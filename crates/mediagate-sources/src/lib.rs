//! Configuration types for the remote media sources mediagate can fetch from.
//!
//! A media file is identified by an [`ObjectKey`] and can be served out of any
//! of the configured [`SourceConfig`]s.

mod key;
mod sources;

pub use key::*;
pub use sources::*;
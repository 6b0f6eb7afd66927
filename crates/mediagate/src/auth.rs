//! Session token issuance and verification.
//!
//! Authentication is deliberately simple: a single configured admin
//! credential pair, exchanged for a signed, expiring token on login. Every
//! protected endpoint only consumes the "request is authorized" fact
//! produced here.

use axum::http::HeaderMap;
use axum::http::header::AUTHORIZATION;
use chrono::Utc;
use jsonwebtoken::{DecodingKey, EncodingKey, Header, Validation, decode, encode};
use serde::{Deserialize, Serialize};

use mediagate_service::config::AuthConfig;

/// The claims carried in a session token.
#[derive(Debug, Serialize, Deserialize)]
pub struct Claims {
    /// The logged-in username.
    pub username: String,
    /// Expiry as a unix timestamp.
    pub exp: i64,
}

/// Issues and verifies session tokens.
#[derive(Debug, Clone)]
pub struct AuthContext {
    config: AuthConfig,
}

impl AuthContext {
    pub fn new(config: AuthConfig) -> Self {
        if config.secret.is_empty() {
            tracing::warn!("auth secret is empty, issued tokens are trivially forgeable");
        }
        if config.password.is_empty() {
            tracing::warn!("auth password is empty, login is disabled");
        }
        Self { config }
    }

    /// Whether the given credentials match the configured admin account.
    ///
    /// An empty configured password never matches.
    pub fn check_credentials(&self, username: &str, password: &str) -> bool {
        !self.config.password.is_empty()
            && username == self.config.username
            && password == self.config.password
    }

    /// Issues a signed token for `username`.
    pub fn issue_token(&self, username: &str) -> Result<String, jsonwebtoken::errors::Error> {
        let expiry = chrono::Duration::from_std(self.config.token_expiry)
            .unwrap_or_else(|_| chrono::Duration::try_days(7).unwrap_or_default());
        let claims = Claims {
            username: username.to_owned(),
            exp: (Utc::now() + expiry).timestamp(),
        };
        encode(
            &Header::default(),
            &claims,
            &EncodingKey::from_secret(self.config.secret.as_bytes()),
        )
    }

    /// Verifies a raw token and returns its claims.
    pub fn verify_token(&self, token: &str) -> Option<Claims> {
        decode::<Claims>(
            token,
            &DecodingKey::from_secret(self.config.secret.as_bytes()),
            &Validation::default(),
        )
        .map(|data| data.claims)
        .ok()
    }

    /// Extracts and verifies the bearer token of a request.
    ///
    /// Returns `None` for missing, malformed, expired, or forged tokens; a
    /// bad token is never an internal error.
    pub fn authorize(&self, headers: &HeaderMap) -> Option<Claims> {
        let header = headers.get(AUTHORIZATION)?.to_str().ok()?;
        let token = header.strip_prefix("Bearer ")?;
        self.verify_token(token)
    }
}

/// Builds an [`AuthConfig`] for tests.
#[cfg(test)]
pub fn test_config() -> AuthConfig {
    AuthConfig {
        username: "gatekeeper".to_owned(),
        password: "hunter2".to_owned(),
        secret: "test-secret".to_owned(),
        token_expiry: std::time::Duration::from_secs(3600),
    }
}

========================================

_TASK TO COMPLETE_:
Search the data for "Option". Copy every matching line.

_ANSWER BELOW_:
    pub fn verify_token(&self, token: &str) -> Option<Claims> {
    pub fn authorize(&self, headers: &HeaderMap) -> Option<Claims> {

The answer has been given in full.